Daily File Photo, Amanda Snyder
Cameron Botticelli wasn’t offered a football scholarship when he arrived at the University of Minnesota. Isaac Fruechte started his collegiate career at Rochester Community and Technical College, and Derrick Wells missed time his junior year due to injury.
But even with the adversity the former Gophers had to face throughout their collegiate careers, all three accomplished their childhood dream of making it to the NFL — even if it wasn’t the way they hoped.
“You definitely dream of one day answering the phone and an NFL team that wants to draft you is on the other line,” Wells said. He signed as a safety with the
Tampa Bay Buccaneers last week. “Even though I wasn’t drafted, an NFL team still called, and I still have a chance to pursue my dream.”
A week before Wells signed with the Buccaneers, Fruechte, a wide receiver, signed with the Minnesota Vikings after attending their rookie minicamp.
But it was Botticelli, a defensive lineman, who was the first undrafted Minnesota player to sign with an NFL team. Just hours after the draft was completed Botticelli was a San Diego Charger.

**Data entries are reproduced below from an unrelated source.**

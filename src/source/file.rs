//! YAML file source provider

use std::path::{Path, PathBuf};

use tracing::debug;

use crate::error::ConfigError;
use crate::source::{Source, SourceKind};
use crate::value::{self, Table, Value};

/// Reads one YAML document and exposes it as a nested table
///
/// Mapping keys are lowercased during conversion. An empty or null document
/// is an empty table; a document whose root is not a mapping is a parse
/// error.
#[derive(Debug, Clone)]
pub struct FileProvider {
    path: PathBuf,
}

impl FileProvider {
    pub fn new(path: impl Into<PathBuf>) -> Self {
        Self { path: path.into() }
    }

    pub fn path(&self) -> &Path {
        &self.path
    }
}

impl Source for FileProvider {
    fn kind(&self) -> SourceKind {
        SourceKind::File
    }

    fn load(&self) -> Result<Table, ConfigError> {
        let raw = std::fs::read_to_string(&self.path).map_err(|err| {
            ConfigError::file_not_found(format!("{}: {}", self.path.display(), err))
        })?;
        let yaml: serde_yaml::Value =
            serde_yaml::from_str(&raw).map_err(|source| ConfigError::ParseError {
                path: self.path.display().to_string(),
                source,
            })?;
        let table = match value::from_yaml(yaml) {
            Value::Table(table) => table,
            Value::Null => Table::new(),
            other => {
                return Err(ConfigError::ParseError {
                    path: self.path.display().to_string(),
                    source: serde::de::Error::custom(format!(
                        "root of the document must be a mapping, found {}",
                        other.type_name()
                    )),
                });
            }
        };
        debug!(path = %self.path.display(), keys = table.len(), "loaded configuration file");
        Ok(table)
    }
}

#[cfg(test)]
mod tests {
    use super::*;
    use crate::value::get_path;
    use tempfile::TempDir;

    fn write_file(dir: &TempDir, name: &str, contents: &str) -> PathBuf {
        let path = dir.path().join(name);
        std::fs::write(&path, contents).unwrap();
        path
    }

    #[test]
    fn test_load_nested_document() {
        let dir = TempDir::new().unwrap();
        let path = write_file(
            &dir,
            "app.yaml",
            "name: gateway\ndatabase:\n  host: db.internal\n  port: 5432\n",
        );

        let table = FileProvider::new(path).load().unwrap();
        assert_eq!(get_path(&table, "name"), Some(&Value::from("gateway")));
        assert_eq!(
            get_path(&table, "database.host"),
            Some(&Value::from("db.internal"))
        );
        assert_eq!(get_path(&table, "database.port"), Some(&Value::Int(5432)));
    }

    #[test]
    fn test_load_lowercases_keys() {
        let dir = TempDir::new().unwrap();
        let path = write_file(&dir, "app.yaml", "Database:\n  Host: x\n");

        let table = FileProvider::new(path).load().unwrap();
        assert_eq!(get_path(&table, "database.host"), Some(&Value::from("x")));
    }

    #[test]
    fn test_load_empty_document() {
        let dir = TempDir::new().unwrap();
        let path = write_file(&dir, "app.yaml", "");

        let table = FileProvider::new(path).load().unwrap();
        assert!(table.is_empty());
    }

    #[test]
    fn test_missing_file_is_not_found() {
        let dir = TempDir::new().unwrap();
        let err = FileProvider::new(dir.path().join("absent.yaml"))
            .load()
            .unwrap_err();
        assert!(matches!(err, ConfigError::FileNotFound(_)));
        assert_eq!(err.stage(), "discovery");
    }

    #[test]
    fn test_malformed_document_is_parse_error() {
        let dir = TempDir::new().unwrap();
        let path = write_file(&dir, "app.yaml", "database: [unclosed\n");

        let err = FileProvider::new(path).load().unwrap_err();
        assert!(matches!(err, ConfigError::ParseError { .. }));
        assert_eq!(err.stage(), "parse");
        assert!(err.to_string().contains("app.yaml"));
    }

    #[test]
    fn test_scalar_root_is_parse_error() {
        let dir = TempDir::new().unwrap();
        let path = write_file(&dir, "app.yaml", "just a string\n");

        let err = FileProvider::new(path).load().unwrap_err();
        assert!(matches!(err, ConfigError::ParseError { .. }));
        assert!(err.to_string().contains("app.yaml"));
    }

    #[test]
    fn test_provider_kind() {
        assert_eq!(FileProvider::new("x.yaml").kind(), SourceKind::File);
    }
}
//! Environment variable source provider

use crate::error::ConfigError;
use crate::source::{Source, SourceKind};
use crate::value::{self, Table, Value};

/// Prefix carried by environment variables that feed configuration
pub const ENV_PREFIX: &str = "UNIDICT_";

/// Exposes `UNIDICT_`-prefixed environment variables as a nested table
///
/// The variable set is snapshotted at construction; variables set afterwards
/// are not visible to this provider. The prefix is stripped, the remainder
/// is lowercased, and `_` separators become `.`, so `UNIDICT_DATABASE_HOST`
/// yields the key path `database.host`. All values enter as strings; the
/// typed decoder performs coercion.
#[derive(Debug, Clone)]
pub struct EnvProvider {
    vars: Vec<(String, String)>,
}

impl EnvProvider {
    /// Snapshot the current process environment.
    pub fn from_process() -> Self {
        Self::from_vars(std::env::vars())
    }

    /// Build a provider over a fixed variable set, bypassing the process
    /// environment. Intended for tests and embedders with their own
    /// variable source.
    pub fn from_vars(vars: impl IntoIterator<Item = (String, String)>) -> Self {
        Self {
            vars: vars.into_iter().collect(),
        }
    }
}

impl Source for EnvProvider {
    fn kind(&self) -> SourceKind {
        SourceKind::Environment
    }

    fn load(&self) -> Result<Table, ConfigError> {
        let mut table = Table::new();
        for (name, raw) in &self.vars {
            let Some(rest) = name.strip_prefix(ENV_PREFIX) else {
                continue;
            };
            if rest.is_empty() {
                continue;
            }
            let path = rest.to_ascii_lowercase().replace('_', ".");
            value::insert_path(&mut table, &path, Value::String(raw.clone()));
        }
        Ok(table)
    }
}
//! Deployment environment selection

use std::str::FromStr;

use serde::{Deserialize, Serialize};

use crate::error::ConfigError;

/// Deployment environment a process runs in
///
/// Exactly one environment is active per process. The configuration manager
/// reads it once at construction time and never changes it afterwards.
#[derive(Debug, Clone, Copy, PartialEq, Eq, Serialize, Deserialize)]
#[serde(rename_all = "lowercase")]
pub enum Environment {
    /// Development environment
    Development,
    /// Testing environment
    Testing,
    /// Staging environment
    Staging,
    /// Production environment
    Production,
}

impl Environment {
    /// Environment variable name selecting the active environment
    pub const ENV_VAR: &'static str = "UNIDICT_ENV";

    /// Read the environment from the `UNIDICT_ENV` environment variable
    ///
    /// Returns `Development` if the variable is not set or does not name one
    /// of the four recognized environments.
    pub fn from_env() -> Self {
        std::env::var(Self::ENV_VAR)
            .ok()
            .and_then(|s| s.parse().ok())
            .unwrap_or_default()
    }

    /// Convert the environment to a string slice
    pub fn as_str(&self) -> &'static str {
        match self {
            Environment::Development => "development",
            Environment::Testing => "testing",
            Environment::Staging => "staging",
            Environment::Production => "production",
        }
    }
}

impl Default for Environment {
    fn default() -> Self {
        Environment::Development
    }
}

impl FromStr for Environment {
    type Err = ConfigError;

    fn from_str(s: &str) -> Result<Self, Self::Err> {
        match s.to_lowercase().as_str() {
            "development" => Ok(Environment::Development),
            "testing" => Ok(Environment::Testing),
            "staging" => Ok(Environment::Staging),
            "production" => Ok(Environment::Production),
            _ => Err(ConfigError::validation(
                "environment",
                format!(
                    "`{s}` is not valid, must be one of: development, testing, staging, production"
                ),
            )),
        }
    }
}

impl std::fmt::Display for Environment {
    fn fmt(&self, f: &mut std::fmt::Formatter<'_>) -> std::fmt::Result {
        write!(f, "{}", self.as_str())
    }
}
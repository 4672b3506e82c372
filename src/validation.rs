//! Settings validation
//!
//! Structural checks applied after decoding. Each settings section exposes
//! a `validate` method returning the first violation as a
//! [`ConfigError::ValidationError`]; [`ServiceSettings::validate`] walks
//! every section. Field names in errors are the dotted configuration keys,
//! so a failure reads the same way the offending key would be set.

use crate::environment::Environment;
use crate::error::ConfigError;
use crate::settings::{
    DatabaseSettings, EtcdSettings, JwtSettings, LogSettings, RedisSettings, ServiceSettings,
};

/// Accepted libpq `sslmode` values.
pub const VALID_SSL_MODES: &[&str] = &[
    "disable",
    "allow",
    "prefer",
    "require",
    "verify-ca",
    "verify-full",
];

/// Accepted log levels.
pub const VALID_LOG_LEVELS: &[&str] = &["trace", "debug", "info", "warn", "error"];

/// Accepted log formats.
pub const VALID_LOG_FORMATS: &[&str] = &["text", "json"];

/// Accepted log destinations.
pub const VALID_LOG_OUTPUTS: &[&str] = &["stdout", "stderr", "file"];

impl ServiceSettings {
    /// Validate the whole settings tree, stopping at the first violation.
    pub fn validate(&self) -> Result<(), ConfigError> {
        if self.name.is_empty() {
            return Err(ConfigError::validation("name", "must not be empty"));
        }
        if self.port == 0 {
            return Err(ConfigError::validation("port", "must not be zero"));
        }
        self.database.validate()?;
        self.redis.validate()?;
        self.etcd.validate()?;
        self.log.validate()?;
        self.jwt.validate(self.environment)?;
        Ok(())
    }
}

impl DatabaseSettings {
    pub fn validate(&self) -> Result<(), ConfigError> {
        if self.host.is_empty() {
            return Err(ConfigError::validation("database.host", "must not be empty"));
        }
        if self.port == 0 {
            return Err(ConfigError::validation("database.port", "must not be zero"));
        }
        if self.max_open == 0 {
            return Err(ConfigError::validation(
                "database.max_open",
                "must not be zero",
            ));
        }
        if self.max_idle > self.max_open {
            return Err(ConfigError::validation(
                "database.max_idle",
                format!(
                    "must not exceed max_open ({} > {})",
                    self.max_idle, self.max_open
                ),
            ));
        }
        if !VALID_SSL_MODES.contains(&self.ssl_mode.as_str()) {
            return Err(ConfigError::validation(
                "database.ssl_mode",
                format!(
                    "`{}` is not valid, must be one of: {}",
                    self.ssl_mode,
                    VALID_SSL_MODES.join(", ")
                ),
            ));
        }
        Ok(())
    }
}

impl RedisSettings {
    pub fn validate(&self) -> Result<(), ConfigError> {
        if self.host.is_empty() {
            return Err(ConfigError::validation("redis.host", "must not be empty"));
        }
        if self.port == 0 {
            return Err(ConfigError::validation("redis.port", "must not be zero"));
        }
        if self.pool_size == 0 {
            return Err(ConfigError::validation(
                "redis.pool_size",
                "must not be zero",
            ));
        }
        Ok(())
    }
}

impl EtcdSettings {
    pub fn validate(&self) -> Result<(), ConfigError> {
        if self.endpoints.is_empty() {
            return Err(ConfigError::validation(
                "etcd.endpoints",
                "must list at least one endpoint",
            ));
        }
        if self.timeout == 0 {
            return Err(ConfigError::validation("etcd.timeout", "must not be zero"));
        }
        Ok(())
    }
}

impl LogSettings {
    pub fn validate(&self) -> Result<(), ConfigError> {
        if !VALID_LOG_LEVELS.contains(&self.level.as_str()) {
            return Err(ConfigError::validation(
                "log.level",
                format!(
                    "`{}` is not valid, must be one of: {}",
                    self.level,
                    VALID_LOG_LEVELS.join(", ")
                ),
            ));
        }
        if !VALID_LOG_FORMATS.contains(&self.format.as_str()) {
            return Err(ConfigError::validation(
                "log.format",
                format!(
                    "`{}` is not valid, must be one of: {}",
                    self.format,
                    VALID_LOG_FORMATS.join(", ")
                ),
            ));
        }
        if !VALID_LOG_OUTPUTS.contains(&self.output.as_str()) {
            return Err(ConfigError::validation(
                "log.output",
                format!(
                    "`{}` is not valid, must be one of: {}",
                    self.output,
                    VALID_LOG_OUTPUTS.join(", ")
                ),
            ));
        }
        if self.max_size == 0 {
            return Err(ConfigError::validation("log.max_size", "must not be zero"));
        }
        Ok(())
    }
}

impl JwtSettings {
    /// Validate token settings. The signing secret may stay empty during
    /// development but is required everywhere else.
    pub fn validate(&self, environment: Environment) -> Result<(), ConfigError> {
        if self.expire_time <= 0 {
            return Err(ConfigError::validation(
                "jwt.expire_time",
                "must be positive",
            ));
        }
        if self.secret.is_empty() && environment != Environment::Development {
            return Err(ConfigError::validation(
                "jwt.secret",
                format!("must not be empty in the {} environment", environment),
            ));
        }
        Ok(())
    }
}
//! Layered configuration resolution for UniDict services.
//!
//! Configuration is assembled from three sources with a fixed precedence:
//! environment variables override values from a YAML file, which override
//! registered defaults. Files are discovered by probing a set of search
//! directories for an environment overlay (`{name}-{environment}.yaml`)
//! before the base file (`{name}.yaml`). The merged tree keeps per-key
//! provenance and is decoded into caller-defined structs through serde.
//!
//! ```no_run
//! use serde::Deserialize;
//! use unidict_config::{ConfigError, ConfigManager};
//!
//! #[derive(Debug, Default, Deserialize)]
//! #[serde(default)]
//! struct Settings {
//!     name: String,
//!     port: u16,
//! }
//!
//! fn main() -> Result<(), ConfigError> {
//!     let manager = ConfigManager::new();
//!     let settings: Settings = manager.load("config")?;
//!     println!("{} listens on port {}", settings.name, settings.port);
//!     Ok(())
//! }
//! ```

use std::path::Path;
use std::sync::OnceLock;

use serde::de::DeserializeOwned;

pub mod de;
pub mod discovery;
pub mod environment;
pub mod error;
pub mod manager;
pub mod merge;
pub mod settings;
pub mod source;
pub mod validation;
pub mod value;

pub use environment::Environment;
pub use error::ConfigError;
pub use manager::ConfigManager;
pub use merge::MergedTree;
pub use settings::ServiceSettings;
pub use source::SourceKind;
pub use value::{Table, Value};

static GLOBAL_MANAGER: OnceLock<ConfigManager> = OnceLock::new();

/// Return the process-wide [`ConfigManager`], creating it on first use.
///
/// The manager's environment is read from `UNIDICT_ENV` once, when this is
/// first called, and never changes afterwards.
pub fn init() -> &'static ConfigManager {
    GLOBAL_MANAGER.get_or_init(ConfigManager::new)
}

/// Load configuration from an explicit file path through the global manager.
///
/// The path is used as given when it exists; otherwise an environment
/// sibling next to it (`{stem}-{environment}{ext}`) is tried before giving
/// up. Environment variables still override the file contents.
pub fn load_service_config<T: DeserializeOwned>(path: impl AsRef<Path>) -> Result<T, ConfigError> {
    init().load_path(path)
}

/// The environment the global manager resolved at first use.
pub fn current_environment() -> Environment {
    init().environment()
}
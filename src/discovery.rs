//! Configuration file discovery
//!
//! Picks the single file to load for a logical configuration name. An
//! environment-specific overlay (`{base}-{environment}`) is preferred over
//! the bare base name, and that preference spans the whole search list: the
//! overlay is probed in every directory before the base name is probed in
//! any. Discovery never merges files; it picks exactly one path.

use std::path::{Path, PathBuf};

use tracing::debug;

use crate::environment::Environment;
use crate::error::ConfigError;

/// File extensions probed for each candidate name, in order
pub const CONFIG_EXTENSIONS: &[&str] = &["yaml", "yml"];

/// Default search directories, in declaration order
pub fn default_search_paths() -> Vec<PathBuf> {
    [".", "./etc", "../etc", "../../etc", "/etc/unidict"]
        .iter()
        .map(PathBuf::from)
        .collect()
}

/// Find the configuration file for `base` under `search_paths`.
///
/// Within a tier the first directory holding a matching file wins, probing
/// `.yaml` before `.yml` in each directory. Returns
/// [`ConfigError::FileNotFound`] when neither the overlay nor the base name
/// exists anywhere.
pub fn locate(
    search_paths: &[PathBuf],
    base: &str,
    environment: Environment,
) -> Result<PathBuf, ConfigError> {
    let overlay = format!("{base}-{environment}");
    if let Some(path) = find_in_paths(search_paths, &overlay) {
        debug!(path = %path.display(), "using environment-specific configuration file");
        return Ok(path);
    }
    if let Some(path) = find_in_paths(search_paths, base) {
        debug!(
            path = %path.display(),
            environment = %environment,
            "environment-specific file absent, using base configuration file"
        );
        return Ok(path);
    }
    Err(ConfigError::file_not_found(format!(
        "no `{overlay}` or `{base}` (.yaml/.yml) under {}",
        render_paths(search_paths)
    )))
}

fn find_in_paths(search_paths: &[PathBuf], name: &str) -> Option<PathBuf> {
    for dir in search_paths {
        for ext in CONFIG_EXTENSIONS {
            let candidate = dir.join(format!("{name}.{ext}"));
            if candidate.is_file() {
                return Some(candidate);
            }
        }
    }
    None
}

fn render_paths(search_paths: &[PathBuf]) -> String {
    search_paths
        .iter()
        .map(|p| p.display().to_string())
        .collect::<Vec<_>>()
        .join(", ")
}

/// Resolve an explicitly given path, substituting the environment-specific
/// sibling (`{dir}/{stem}-{environment}{ext}`) when the exact path is
/// missing and that sibling exists. Otherwise the original path is returned
/// untouched and the read step reports it missing.
pub fn resolve_explicit(path: &Path, environment: Environment) -> PathBuf {
    if path.exists() {
        return path.to_path_buf();
    }
    let Some(stem) = path.file_stem().and_then(|s| s.to_str()) else {
        return path.to_path_buf();
    };
    let ext = path
        .extension()
        .and_then(|e| e.to_str())
        .map(|e| format!(".{e}"))
        .unwrap_or_default();
    let sibling = path.with_file_name(format!("{stem}-{environment}{ext}"));
    if sibling.exists() {
        debug!(path = %sibling.display(), "substituting environment-specific sibling file");
        sibling
    } else {
        path.to_path_buf()
    }
}

#[cfg(test)]
mod tests {
    use super::*;
    use tempfile::TempDir;

    fn dir_with(files: &[&str]) -> TempDir {
        let dir = TempDir::new().unwrap();
        for name in files {
            std::fs::write(dir.path().join(name), "name: test\n").unwrap();
        }
        dir
    }

    #[test]
    fn test_overlay_preferred_in_same_directory() {
        let dir = dir_with(&["app.yaml", "app-production.yaml"]);
        let found = locate(
            &[dir.path().to_path_buf()],
            "app",
            Environment::Production,
        )
        .unwrap();
        assert_eq!(found, dir.path().join("app-production.yaml"));
    }

    #[test]
    fn test_overlay_in_later_directory_beats_base_in_earlier() {
        // The overlay tier spans all directories before the base tier is
        // consulted at all.
        let first = dir_with(&["app.yaml"]);
        let second = dir_with(&["app-production.yaml"]);
        let found = locate(
            &[first.path().to_path_buf(), second.path().to_path_buf()],
            "app",
            Environment::Production,
        )
        .unwrap();
        assert_eq!(found, second.path().join("app-production.yaml"));
    }

    #[test]
    fn test_first_directory_wins_within_a_tier() {
        let first = dir_with(&["app-production.yaml"]);
        let second = dir_with(&["app-production.yaml"]);
        let found = locate(
            &[first.path().to_path_buf(), second.path().to_path_buf()],
            "app",
            Environment::Production,
        )
        .unwrap();
        assert_eq!(found, first.path().join("app-production.yaml"));
    }

    #[test]
    fn test_base_fallback_when_no_overlay_exists() {
        let dir = dir_with(&["app.yaml"]);
        let found = locate(
            &[dir.path().to_path_buf()],
            "app",
            Environment::Production,
        )
        .unwrap();
        assert_eq!(found, dir.path().join("app.yaml"));
    }

    #[test]
    fn test_yaml_probed_before_yml() {
        let dir = dir_with(&["app.yaml", "app.yml"]);
        let found = locate(&[dir.path().to_path_buf()], "app", Environment::Development).unwrap();
        assert_eq!(found, dir.path().join("app.yaml"));
    }

    #[test]
    fn test_yml_found_when_yaml_absent() {
        let dir = dir_with(&["app.yml"]);
        let found = locate(&[dir.path().to_path_buf()], "app", Environment::Development).unwrap();
        assert_eq!(found, dir.path().join("app.yml"));
    }

    #[test]
    fn test_nothing_found_is_not_found_error() {
        let dir = dir_with(&[]);
        let err = locate(
            &[dir.path().to_path_buf()],
            "app",
            Environment::Staging,
        )
        .unwrap_err();
        assert!(matches!(err, ConfigError::FileNotFound(_)));
        let rendered = err.to_string();
        assert!(rendered.contains("app-staging"), "{rendered}");
        assert!(rendered.contains("app"), "{rendered}");
    }

    #[test]
    fn test_resolve_explicit_existing_path_kept() {
        let dir = dir_with(&["gateway.yaml", "gateway-production.yaml"]);
        let path = dir.path().join("gateway.yaml");
        assert_eq!(
            resolve_explicit(&path, Environment::Production),
            path,
            "an existing path is never substituted"
        );
    }

    #[test]
    fn test_resolve_explicit_substitutes_existing_sibling() {
        let dir = dir_with(&["gateway-production.yaml"]);
        let path = dir.path().join("gateway.yaml");
        assert_eq!(
            resolve_explicit(&path, Environment::Production),
            dir.path().join("gateway-production.yaml")
        );
    }

    #[test]
    fn test_resolve_explicit_missing_sibling_defers() {
        let dir = dir_with(&[]);
        let path = dir.path().join("gateway.yaml");
        assert_eq!(resolve_explicit(&path, Environment::Production), path);
    }

    #[test]
    fn test_resolve_explicit_extensionless_path() {
        let dir = dir_with(&[]);
        std::fs::write(dir.path().join("gateway-testing"), "name: t\n").unwrap();
        let path = dir.path().join("gateway");
        assert_eq!(
            resolve_explicit(&path, Environment::Testing),
            dir.path().join("gateway-testing")
        );
    }
}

“It was definitely a roller coaster of emotions,” Botticelli said. “My agent was getting calls from teams while the draft was still going on, so I thought there was a chance my name would be called.”
Even though the undrafted free agents signed with NFL teams, that doesn’t ensure that come September their names will be on NFL rosters.
All three players will have to make it through a series of cuts that will start in August when NFL teams decrease their roster sizes from 90 players to 53.
If they do end up getting cut, they can still find a job on a practice squad or search for positions in other leagues — like the Canadian Football League — to play in.
“I’m not even considering what would happen [if I get cut],” Wells said. “When you need to fight for all the playing time you can get, you can’t afford to think like that.”
At the same time, there are plenty of undrafted free agents who have illustrious careers in the NFL such as Houston Texans running back Arian Foster and Chargers tight end Antonio Gates.
Botticelli arguably has the best chance of all three former Gophers to make a 53-man roster.
Heading into the draft, the Chargers had a perceived need on the defensive line but didn’t address the position until the sixth round. With that in mind, the former
walk-on should get an opportunity to climb the depth chart and solidify his spot on the team.
“Cameron is my type of guy,” Gophers head coach Jerry Kill said in a statement following Botticelli’s signing. “He is going to be in the right gap and give you 110 percent. He is the kind of guy you want on your team.”
While Botticelli will benefit from a thin position group, Wells and Fruechte are excited to be auditioning for teams in their home states.
For Fruechte, that means trying to become the Vikings’ next undrafted free agent success story — following in the footsteps of Adam Thielen and Minnesota alum Marcus Sherels.
“Knowing that those two had success with the Vikings is definitely reassuring,” Fruechte said. “But nothing is handed to you. I have to go out and earn that roster spot.”